Here we go again with another truck convoy to Ottawa by the misguided fuzzy-thinkers.
Three years ago, it was the “yellow vest” movement that inspired a convoy of trucks to leave Edmonton and head for Ottawa.

I spoke to one yellow vest protestor back then who had brought her vest to Mexico and intended to wear it on the beach as a symbol of solidarity against PM Trudeau and immigration. Wearing it would have been puzzling to the Mexican tourists, who were in the greatest numbers by far. She never did.
In 2019, the “Stand Up Canada Yellow Vest Pipeline Rally” began a truck convoy that was supposedly inspired by the French yellow vest protests. But much was lost in the translation.

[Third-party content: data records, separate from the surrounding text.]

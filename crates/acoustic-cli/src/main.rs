//!
//! CLI для акустических моделей: сводки, длины выхода и пробный прогон.

use anyhow::{Context, Result};
use clap::{Parser, Subcommand};
use std::path::{Path, PathBuf};
use std::time::Instant;

use acoustic_core::{AcousticModel, ArchitectureKind, BorderMode, ModelConfig, cnn_output_length};
use acoustic_models::{AcousticNet, CtcGreedyDecoder, build_graph};
use candle_core::{DType, Tensor};
use candle_nn::{VarBuilder, VarMap};
use tracing::info;

#[derive(Parser)]
#[command(name = "acoustic")]
#[command(author, version, about = "Acoustic models for speech recognition (CNN + RNN + CTC)", long_about = None)]
struct Cli {
    #[command(subcommand)]
    command: Commands,
}

#[derive(Subcommand)]
enum Commands {
    /// List supported architectures
    List,

    /// Print the layer table of an architecture
    Summary {
        /// Architecture (simple_rnn, rnn, cnn_rnn, deep_rnn, bidirectional_rnn,
        /// deeper_cnn_gru, deeper_cnn_gru_dropout, final)
        #[arg(long)]
        arch: Option<String>,

        /// config.json с гиперпараметрами (приоритетнее --arch)
        #[arg(long)]
        config: Option<PathBuf>,

        /// Длина входа в фреймах для расчёта форм
        #[arg(long)]
        input_length: Option<usize>,

        /// Вывести сводку в JSON
        #[arg(long, default_value_t = false)]
        json: bool,
    },

    /// Length of the output sequence after 1D convolutions along time.
    ///
    /// Либо явные параметры свёртки, либо `--arch`/`--config` для стадий модели.
    OutputLength {
        /// Input length in frames
        #[arg(long)]
        input_length: usize,

        /// Ширина ядра свёртки
        #[arg(long)]
        kernel_size: Option<usize>,

        /// Шаг свёртки
        #[arg(long, default_value_t = 1)]
        stride: usize,

        /// Режим границ: same | valid
        #[arg(long, default_value = "valid")]
        border_mode: String,

        /// Разрежение ядра
        #[arg(long, default_value_t = 1)]
        dilation: usize,

        /// Количество одинаковых свёрток подряд
        #[arg(long, default_value_t = 1)]
        layers: usize,

        /// Взять стадии из архитектуры
        #[arg(long)]
        arch: Option<String>,

        /// Взять стадии из config.json
        #[arg(long)]
        config: Option<PathBuf>,
    },

    /// Run random features through a network
    Forward {
        /// Директория модели (config.json + model.safetensors)
        #[arg(long)]
        model: Option<PathBuf>,

        /// Архитектура со случайными весами (если --model не задан)
        #[arg(long)]
        arch: Option<String>,

        /// config.json для случайной инициализации
        #[arg(long)]
        config: Option<PathBuf>,

        /// Количество входных фреймов
        #[arg(long, default_value_t = 200)]
        frames: usize,

        /// Размер батча
        #[arg(long, default_value_t = 1)]
        batch: usize,

        /// Device to use (cpu, metal, cuda)
        #[arg(long, default_value = "cpu")]
        device: String,

        /// Декодировать выход CTC greedy-декодером
        #[arg(long, default_value_t = false)]
        decode: bool,
    },

    /// Run a simple test to verify the setup
    Test {
        /// Device to use (cpu, metal, cuda)
        #[arg(long, default_value = "cpu")]
        device: String,
    },
}

fn main() -> Result<()> {
    tracing_subscriber::fmt::init();

    let cli = Cli::parse();

    match cli.command {
        Commands::List => {
            println!("Supported architectures:");
            for kind in ArchitectureKind::all() {
                let marker = if kind.is_convolutional() { "conv" } else { "    " };
                println!("  {:<24} {marker}  {}", kind.as_str(), kind.display_name());
            }
            Ok(())
        }

        Commands::Summary {
            arch,
            config,
            input_length,
            json,
        } => {
            let config = resolve_config(arch.as_deref(), config.as_deref())?;
            let graph = build_graph(&config.model_name, &config.architecture)?;
            let summary = graph.summary_with_length(input_length)?;
            if json {
                println!("{}", serde_json::to_string_pretty(&summary)?);
            } else {
                println!("{summary}");
            }
            Ok(())
        }

        Commands::OutputLength {
            input_length,
            kernel_size,
            stride,
            border_mode,
            dilation,
            layers,
            arch,
            config,
        } => {
            let output = match kernel_size {
                Some(kernel_size) => {
                    let border_mode: BorderMode = border_mode.parse()?;
                    cnn_output_length(
                        Some(input_length),
                        kernel_size,
                        border_mode,
                        stride,
                        dilation,
                        layers,
                    )?
                }
                None => {
                    let config = resolve_config(arch.as_deref(), config.as_deref())?;
                    let graph = build_graph(&config.model_name, &config.architecture)?;
                    graph.output_length(Some(input_length))?
                }
            };
            match output {
                Some(len) => println!("{input_length} → {len}"),
                None => println!("{input_length} → None"),
            }
            Ok(())
        }

        Commands::Forward {
            model,
            arch,
            config,
            frames,
            batch,
            device,
            decode,
        } => {
            let device = create_device(&device)?;

            let net = match model {
                Some(dir) => AcousticNet::load(&dir, &device)
                    .with_context(|| format!("не удалось загрузить модель из {}", dir.display()))?,
                None => {
                    let config = resolve_config(arch.as_deref(), config.as_deref())?;
                    info!("{}: случайная инициализация весов", config.model_name);
                    let varmap = VarMap::new();
                    let vb = VarBuilder::from_varmap(&varmap, DType::F32, &device);
                    AcousticNet::from_var_builder(config, vb)?
                }
            };

            let features = Tensor::randn(0f32, 1f32, (batch, frames, net.input_dim()), &device)?;
            let start = Instant::now();
            let probs = net.forward(&features)?;
            let elapsed = start.elapsed();

            println!("Model: {} ({})", net.name(), net.architecture());
            println!("Input:  {:?}", features.dims());
            println!("Output: {:?}", probs.dims());
            println!(
                "output_length({frames}) = {:?}",
                net.output_length(Some(frames))?
            );
            println!("Forward: {:.3}s", elapsed.as_secs_f64());

            if decode {
                let decoder = CtcGreedyDecoder::default();
                for (i, text) in decoder.decode_batch(&probs, None)?.iter().enumerate() {
                    println!("[{i}] {text:?}");
                }
            }
            Ok(())
        }

        Commands::Test { device } => {
            println!("Acoustic models - Setup Test");
            println!("============================");
            println!("Testing {device} device...");
            let device = create_device(&device)?;

            let a = Tensor::randn(0f32, 1f32, (2, 3), &device)?;
            let b = Tensor::randn(0f32, 1f32, (3, 4), &device)?;
            let c = a.matmul(&b)?;
            println!("Test passed. Output shape: {:?}", c.dims());
            Ok(())
        }
    }
}

/// Конфигурация из файла, по имени архитектуры или `final` по умолчанию.
fn resolve_config(arch: Option<&str>, config: Option<&Path>) -> Result<ModelConfig> {
    if let Some(path) = config {
        return ModelConfig::from_file(path)
            .with_context(|| format!("не удалось прочитать {}", path.display()));
    }
    match arch {
        Some(name) => {
            let kind = ArchitectureKind::from_str_loose(name).ok_or_else(|| {
                anyhow::anyhow!("неизвестная архитектура '{name}', см. `acoustic list`")
            })?;
            Ok(ModelConfig::preset(kind))
        }
        None => Ok(ModelConfig::default()),
    }
}

fn create_device(device: &str) -> Result<candle_core::Device> {
    match device {
        "metal" => {
            // candle может panic при инициализации Metal, если устройство недоступно.
            let prev_hook = std::panic::take_hook();
            std::panic::set_hook(Box::new(|_| {}));
            let res = std::panic::catch_unwind(|| candle_core::Device::new_metal(0));
            std::panic::set_hook(prev_hook);

            match res {
                Ok(Ok(dev)) => Ok(dev),
                Ok(Err(e)) => Err(e.into()),
                Err(_) => Err(anyhow::anyhow!(
                    "Инициализация Metal недоступна в этом окружении. Попробуйте --device cpu."
                )),
            }
        }
        "cuda" => Ok(candle_core::Device::new_cuda(0)?),
        _ => Ok(candle_core::Device::Cpu),
    }
}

Other than the wearing of yellow vests, named after the fluorescent garments that French motorists must carry in case of emergency, the Canadian version was a mishmash of slogans and vague anger.
Unlike its unclear Canadian counterpart, the French yellow vest movement was actually about something. In France, on Nov. 17, 2018, hundreds of thousands of people occupied roads and tollbooths, blocking traffic around the country to protest a fuel tax hike. They vented anger at the broader economic policies pursued by centrist President Emmanuel Macron, who is seen as favouring the rich.
The Canadian yellow vest movement raised about $100,000. According to the group’s gofundme page, its cause was:
“Our goal is to put Western Canada’s oil field workers back to work, end the useless and redundant carbon tax, end the dependency on foreign oil and stop shipments from Saudi Arabia, see pipelines constructed to tidal water.”
However, the cause was muddled elsewhere. Yellow vest protestors in Calgary carried signs reading “Quebec please separate,” “Build pipelines” and “The UN is a scam.” The protest against Canada’s acceptance of immigrants referred to a move by the United Nations to deal with the migration crisis out of Syria which was on a scale not seen since the Second World War.
Then Conservative leader Andrew Scheer said that signing of the UN motion would mean that “foreign entities” would be able to dictate Canadian immigration policies. Scheer’s characterization of the pact’s legal authority was later dismissed as “factually incorrect” by a former Conservative immigration minister, Chris Alexander.
Fast forward three years and here we go again with an ill-defined “freedom convoy.”
Now Andrew Scheer tweets that Prime Minister Justin Trudeau is “the biggest threat to freedom in Canada.”
Some Conservatives are falsely claiming that vaccine mandates are leading to empty grocery store shelves.
Protesters are carrying “F–k Trudeau” flags, harassing journalists and staff a homeless shelter, and desecrating national monuments.
And straight out of Trump’s la-la land, convoy organizers have written a “memorandum of understanding” calling on the Senate and the Governor General, to repeal all vaccine-related restrictions.
In shades of the January 6 storming of the U.S. Capitol a year ago, one organizer called Trudeau a “criminal” and said the goal of the convoy is to “compel the government to dissolve government.”
Like groundhogs, Canadian dark-web dwellers emerge every few years. Blinking and confused in the bright daylight, they regurgitate the slogans and vitriol seething inside them. They jump on whatever bandwagon is passing by.